La stabilisation du secteur immobilier, combinée à une augmentation des investissements dans les infrastructures et à une croissance constante des exportations, devrait aider le gouvernement à compenser la faiblesse de la consommation, qui continue d’être touchée par les fermetures et d’autres mesures strictes couramment utilisées pour contenir les épidémies sporadiques de Covid.

Les villes chinoises appliquent désormais un patchwork de restrictions de voyage déroutantes et en constante évolution, ce qui décourage le tourisme intérieur et les voyages d’affaires.

Cette semaine, les autorités de Shanghai ont retrouvé des visiteurs de Shenzhen, une ville du sud de la province du Guangdong qui lutte contre une épidémie mineure, et leur ont dit qu’ils devaient soit rentrer chez eux immédiatement, soit être isolés. Un cadre basé à Pékin a déclaré qu’il était réticent à faire des voyages d’affaires car « chaque fois que je voyage dans une autre ville chinoise, je ne sais pas si je finirai en quarantaine ».

L’épidémie à Hong Kong, que les chercheurs médicaux s’attendent à culminer lors de la session du NPC, a illustré la vulnérabilité des villes chinoises si les autorités locales ne parviennent pas à contenir rapidement la variante hautement transmissible d’Omicron lorsqu’elle émerge.

Selon une étude de l’Université de Hong Kong publiée mardi, environ 25% des 7,4 millions d’habitants du territoire ont été infectés depuis le début de l’année et les infections quotidiennes confirmées atteindront 182 000 d’ici la mi-mars.

Peu de temps après la clôture de la session de l’APN le 10 mars, le gouvernement de Hong Kong commencera probablement à imposer un verrouillage pour faciliter les tests de masse de l’ensemble de la population du territoire. Dans le but de ramener les cas à zéro, des dizaines, voire des centaines de milliers de personnes testées positives seront isolées dans des installations de quarantaine centralisées.

Cet effort pour ramener Hong Kong à son statu quo zéro Covid est sans précédent pour une grande ville internationale.

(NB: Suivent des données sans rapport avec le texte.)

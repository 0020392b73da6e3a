//! The patient entity and its mutation carriers.

use carelink_types::{EmailAddress, PatientName};
use chrono::NaiveDate;
use serde::{Deserialize, Serialize};
use uuid::Uuid;

/// A stored patient record.
///
/// `id` is assigned by the store at insert and never changes afterwards, and
/// `registered_date` is fixed at creation time. The remaining fields are
/// mutable through [`PatientUpdate`].
#[derive(Clone, Debug, PartialEq, Eq, Serialize, Deserialize)]
pub struct Patient {
    pub id: Uuid,
    pub name: PatientName,
    pub email: EmailAddress,
    pub address: String,
    pub date_of_birth: NaiveDate,
    pub registered_date: NaiveDate,
}

/// Carrier for a patient about to be inserted.
///
/// Everything a [`Patient`] holds except the identifier, which the store
/// assigns.
#[derive(Clone, Debug, PartialEq, Eq)]
pub struct NewPatient {
    pub name: PatientName,
    pub email: EmailAddress,
    pub address: String,
    pub date_of_birth: NaiveDate,
    pub registered_date: NaiveDate,
}

/// The mutable subset of a patient record.
///
/// `id` and `registered_date` are deliberately absent; an update can never
/// touch them.
#[derive(Clone, Debug, PartialEq, Eq)]
pub struct PatientUpdate {
    pub name: PatientName,
    pub email: EmailAddress,
    pub address: String,
    pub date_of_birth: NaiveDate,
}

impl Patient {
    /// Applies the mutable fields of `update` to this record in place.
    pub(crate) fn apply(&mut self, update: PatientUpdate) {
        self.name = update.name;
        self.email = update.email;
        self.address = update.address;
        self.date_of_birth = update.date_of_birth;
    }
}
//! Main entry point for the carelink patient service.
//!
//! Resolves configuration from the environment once at startup, wires the
//! orchestrator's collaborators explicitly, and serves the REST API:
//! - store: PostgreSQL when `CARELINK_DATABASE_URL` is set, in-memory
//!   otherwise
//! - billing: gRPC client when `CARELINK_BILLING_ADDR` is set, disabled
//!   otherwise (the billing-free deployment mode)
//! - events: HTTP stream gateway when `CARELINK_EVENTS_URL` is set, log
//!   transport otherwise

use std::sync::Arc;

use tracing_subscriber::{layer::SubscriberExt, util::SubscriberInitExt};

use api_rest::AppState;
use billing_grpc::GrpcBillingClient;
use carelink_core::{
    billing_timeout_from_env_value, BillingClient, CoreConfig, MemoryStore, PatientService,
    PatientStore,
};
use event_stream::{EventTransport, HttpTransport, LogTransport, StreamPublisher};
use store_postgres::PostgresStore;

/// # Environment Variables
/// - `CARELINK_REST_ADDR`: REST server address (default: "0.0.0.0:3000")
/// - `CARELINK_DATABASE_URL`: PostgreSQL connection string (unset: in-memory store)
/// - `CARELINK_BILLING_ADDR`: billing service gRPC endpoint (unset: billing disabled)
/// - `CARELINK_BILLING_TIMEOUT_MS`: billing call deadline in milliseconds (default: 5000)
/// - `CARELINK_EVENTS_URL`: stream gateway base URL (unset: events to log)
/// - `CARELINK_EVENTS_TOPIC`: stream topic (default: "patient-lifecycle")
#[tokio::main]
async fn main() -> anyhow::Result<()> {
    dotenvy::dotenv().ok();

    tracing_subscriber::registry()
        .with(
            tracing_subscriber::EnvFilter::from_default_env()
                .add_directive("carelink=info".parse()?),
        )
        .with(tracing_subscriber::fmt::layer())
        .init();

    let rest_addr = std::env::var("CARELINK_REST_ADDR").unwrap_or_else(|_| "0.0.0.0:3000".into());

    let billing_timeout =
        billing_timeout_from_env_value(std::env::var("CARELINK_BILLING_TIMEOUT_MS").ok())?;
    let cfg = CoreConfig::new(billing_timeout)?;

    let store: Arc<dyn PatientStore> = match std::env::var("CARELINK_DATABASE_URL") {
        Ok(url) => {
            let store = PostgresStore::new(&url)?;
            store.ensure_schema().await?;
            tracing::info!("using PostgreSQL patient store");
            Arc::new(store)
        }
        Err(_) => {
            tracing::warn!("CARELINK_DATABASE_URL not set, using in-memory patient store");
            Arc::new(MemoryStore::new())
        }
    };

    let billing: Option<Arc<dyn BillingClient>> = match std::env::var("CARELINK_BILLING_ADDR") {
        Ok(addr) => {
            tracing::info!("billing provisioning via {}", addr);
            Some(Arc::new(GrpcBillingClient::new(addr)?))
        }
        Err(_) => {
            tracing::warn!("CARELINK_BILLING_ADDR not set, billing provisioning disabled");
            None
        }
    };

    let topic =
        std::env::var("CARELINK_EVENTS_TOPIC").unwrap_or_else(|_| "patient-lifecycle".into());
    let transport: Arc<dyn EventTransport> = match std::env::var("CARELINK_EVENTS_URL") {
        Ok(url) => {
            tracing::info!("publishing patient events to {}", url);
            Arc::new(HttpTransport::new(url))
        }
        Err(_) => {
            tracing::warn!("CARELINK_EVENTS_URL not set, patient events go to the log");
            Arc::new(LogTransport)
        }
    };
    let publisher = Arc::new(StreamPublisher::spawn(topic, transport));

    let service = PatientService::new(store, billing, publisher, cfg);

    tracing::info!("++ Starting carelink REST on {}", rest_addr);
    api_rest::serve(&rest_addr, AppState::new(service)).await?;

    Ok(())
}
/// Errors that can occur when creating validated text types.
#[derive(Debug, thiserror::Error)]
pub enum TextError {
    /// The input text was empty or contained only whitespace
    #[error("Text cannot be empty")]
    Empty,
    /// The input text exceeded the permitted length
    #[error("Text cannot exceed {max} characters")]
    TooLong { max: usize },
    /// The input text contained a line break
    #[error("Text cannot span multiple lines")]
    MultiLine,
    /// The input was not a plausible email address
    #[error("Invalid email address")]
    InvalidEmail,
}

/// Maximum length of a patient display name.
pub const MAX_PATIENT_NAME_CHARS: usize = 30;

/// Maximum length of an email address (RFC 5321 path limit).
const MAX_EMAIL_CHARS: usize = 254;

/// A patient's display name.
///
/// This type wraps a `String` and guarantees the name is non-empty, fits on a
/// single line, and does not exceed [`MAX_PATIENT_NAME_CHARS`] characters.
/// The input is trimmed of leading and trailing whitespace during construction.
#[derive(Debug, Clone, PartialEq, Eq)]
pub struct PatientName(String);

impl PatientName {
    /// Creates a new `PatientName` from the given input.
    ///
    /// The input is trimmed of leading and trailing whitespace. If the trimmed
    /// result is empty, spans multiple lines, or is longer than
    /// [`MAX_PATIENT_NAME_CHARS`], an error is returned.
    ///
    /// # Arguments
    ///
    /// * `input` - Any type that can be converted to a string reference
    ///
    /// # Returns
    ///
    /// Returns `Ok(PatientName)` if the trimmed input is valid, or a
    /// `TextError` describing the first violated constraint.
    pub fn new(input: impl AsRef<str>) -> Result<Self, TextError> {
        let trimmed = input.as_ref().trim();
        if trimmed.is_empty() {
            return Err(TextError::Empty);
        }
        if trimmed.contains('\n') || trimmed.contains('\r') {
            return Err(TextError::MultiLine);
        }
        if trimmed.chars().count() > MAX_PATIENT_NAME_CHARS {
            return Err(TextError::TooLong {
                max: MAX_PATIENT_NAME_CHARS,
            });
        }
        Ok(Self(trimmed.to_owned()))
    }

    /// Returns the inner string as a string slice.
    pub fn as_str(&self) -> &str {
        &self.0
    }
}

/// An email address.
///
/// This type applies conservative guardrails rather than full RFC parsing:
/// - rejects empty or whitespace-only strings
/// - bounds the length to avoid pathological inputs
/// - requires exactly one `@` with a non-empty local part and domain
/// - restricts characters to a conservative ASCII set
///
/// The input is trimmed and lowercased during construction, so two addresses
/// differing only in case compare equal. Email uniqueness across patients
/// relies on this normalisation.
#[derive(Debug, Clone, PartialEq, Eq, Hash)]
pub struct EmailAddress(String);

impl EmailAddress {
    /// Creates a new `EmailAddress` from the given input.
    ///
    /// # Arguments
    ///
    /// * `input` - Any type that can be converted to a string reference
    ///
    /// # Returns
    ///
    /// Returns `Ok(EmailAddress)` holding the normalised (trimmed, lowercased)
    /// address, or `TextError::Empty`/`TextError::TooLong`/
    /// `TextError::InvalidEmail` on violation.
    pub fn new(input: impl AsRef<str>) -> Result<Self, TextError> {
        let trimmed = input.as_ref().trim();
        if trimmed.is_empty() {
            return Err(TextError::Empty);
        }
        if trimmed.len() > MAX_EMAIL_CHARS {
            return Err(TextError::TooLong {
                max: MAX_EMAIL_CHARS,
            });
        }
        if !trimmed.is_ascii() {
            return Err(TextError::InvalidEmail);
        }

        let (local, domain) = trimmed.split_once('@').ok_or(TextError::InvalidEmail)?;
        if local.is_empty() || domain.is_empty() || domain.contains('@') {
            return Err(TextError::InvalidEmail);
        }
        if !domain.contains('.') || domain.starts_with('.') || domain.ends_with('.') {
            return Err(TextError::InvalidEmail);
        }

        let local_ok = local
            .bytes()
            .all(|b| matches!(b, b'0'..=b'9' | b'a'..=b'z' | b'A'..=b'Z' | b'.' | b'-' | b'_' | b'+'));
        let domain_ok = domain
            .bytes()
            .all(|b| matches!(b, b'0'..=b'9' | b'a'..=b'z' | b'A'..=b'Z' | b'.' | b'-'));
        if !local_ok || !domain_ok {
            return Err(TextError::InvalidEmail);
        }

        Ok(Self(trimmed.to_ascii_lowercase()))
    }

    /// Returns the inner string as a string slice.
    pub fn as_str(&self) -> &str {
        &self.0
    }
}

macro_rules! impl_text_type_traits {
    ($ty:ident) => {
        impl std::fmt::Display for $ty {
            fn fmt(&self, f: &mut std::fmt::Formatter<'_>) -> std::fmt::Result {
                write!(f, "{}", self.0)
            }
        }

        impl AsRef<str> for $ty {
            fn as_ref(&self) -> &str {
                &self.0
            }
        }

        impl serde::Serialize for $ty {
            fn serialize<S>(&self, serializer: S) -> Result<S::Ok, S::Error>
            where
                S: serde::Serializer,
            {
                serializer.serialize_str(&self.0)
            }
        }

        impl<'de> serde::Deserialize<'de> for $ty {
            fn deserialize<D>(deserializer: D) -> Result<Self, D::Error>
            where
                D: serde::Deserializer<'de>,
            {
                let s = String::deserialize(deserializer)?;
                $ty::new(&s).map_err(serde::de::Error::custom)
            }
        }
    };
}

impl_text_type_traits!(PatientName);
impl_text_type_traits!(EmailAddress);
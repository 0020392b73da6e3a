//! Build script for the `api-shared` crate.
//!
//! ## Purpose
//! Generates Rust protobuf types from `billing.proto`.
//!
//! ## Intended use
//! The generated client is used by `billing-grpc` for outbound provisioning
//! calls; server codegen is kept so tests can stand up an in-process billing
//! stub.

fn main() -> Result<(), Box<dyn std::error::Error>> {
    let manifest_dir = env!("CARGO_MANIFEST_DIR");
    let proto_file = std::path::Path::new(manifest_dir).join("billing.proto");
    let proto_include_root = std::path::Path::new(manifest_dir);

    println!("cargo:rerun-if-changed={}", proto_file.display());

    // Source a protoc binary from the vendored crate when one isn't already
    // provided on the system, so codegen works without a system install.
    if std::env::var_os("PROTOC").is_none() {
        if let Ok(protoc) = protoc_bin_vendored::protoc_bin_path() {
            std::env::set_var("PROTOC", protoc);
        }
    }

    tonic_build::configure()
        .build_server(true)
        .build_client(true)
        .compile_protos(std::slice::from_ref(&proto_file), &[proto_include_root])?;

    Ok(())
}
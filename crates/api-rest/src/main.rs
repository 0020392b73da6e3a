//! Standalone REST API server binary.
//!
//! ## Purpose
//! Runs the REST API server on its own, against an in-memory store with
//! billing disabled and events delivered to the log.
//!
//! ## Intended use
//! This binary is useful for development and debugging when you only want
//! the REST server (with OpenAPI/Swagger UI). The workspace's main
//! `carelink-run` binary wires the real store, billing client and event
//! transport.

use std::sync::Arc;

use tracing_subscriber::{layer::SubscriberExt, util::SubscriberInitExt};

use api_rest::AppState;
use carelink_core::{CoreConfig, MemoryStore, PatientService};
use event_stream::{LogTransport, StreamPublisher};

#[tokio::main]
async fn main() -> anyhow::Result<()> {
    tracing_subscriber::registry()
        .with(
            tracing_subscriber::EnvFilter::from_default_env()
                .add_directive("api_rest=info".parse()?),
        )
        .with(tracing_subscriber::fmt::layer())
        .init();

    let addr = std::env::var("CARELINK_REST_ADDR").unwrap_or_else(|_| "0.0.0.0:3000".into());

    tracing::info!("-- Starting carelink REST API on {}", addr);
    tracing::info!("-- In-memory store, billing disabled, events to log");

    let publisher = Arc::new(StreamPublisher::spawn(
        "patient-lifecycle".into(),
        Arc::new(LogTransport),
    ));
    let service = PatientService::new(
        Arc::new(MemoryStore::new()),
        None,
        publisher,
        CoreConfig::default(),
    );

    api_rest::serve(&addr, AppState::new(service)).await?;

    Ok(())
}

Elle a déjà suscité un exode des résidents et des ressortissants étrangers du territoire qui va s’accélérer tout au long de la session de l’APN.

Allan Zeman, un éminent homme d’affaires de Hong Kong, a déclaré dans une récente lettre au directeur général du territoire qu’il y avait « une panique généralisée dans la communauté ».

« Je crains que nous ne causions de réels dommages à [Hong Kong’s] la société et l’économie », a-t-il ajouté. « L’image internationale de Hong Kong est aujourd’hui très dégradée. . . Beaucoup de talents sont déjà partis.

Zeman a déclaré au Financial Times que son fils et ses petits-enfants faisaient partie de ceux qui partaient, mais qu’il restait sur place. « Je serai là pour éteindre les lumières », a-t-il dit.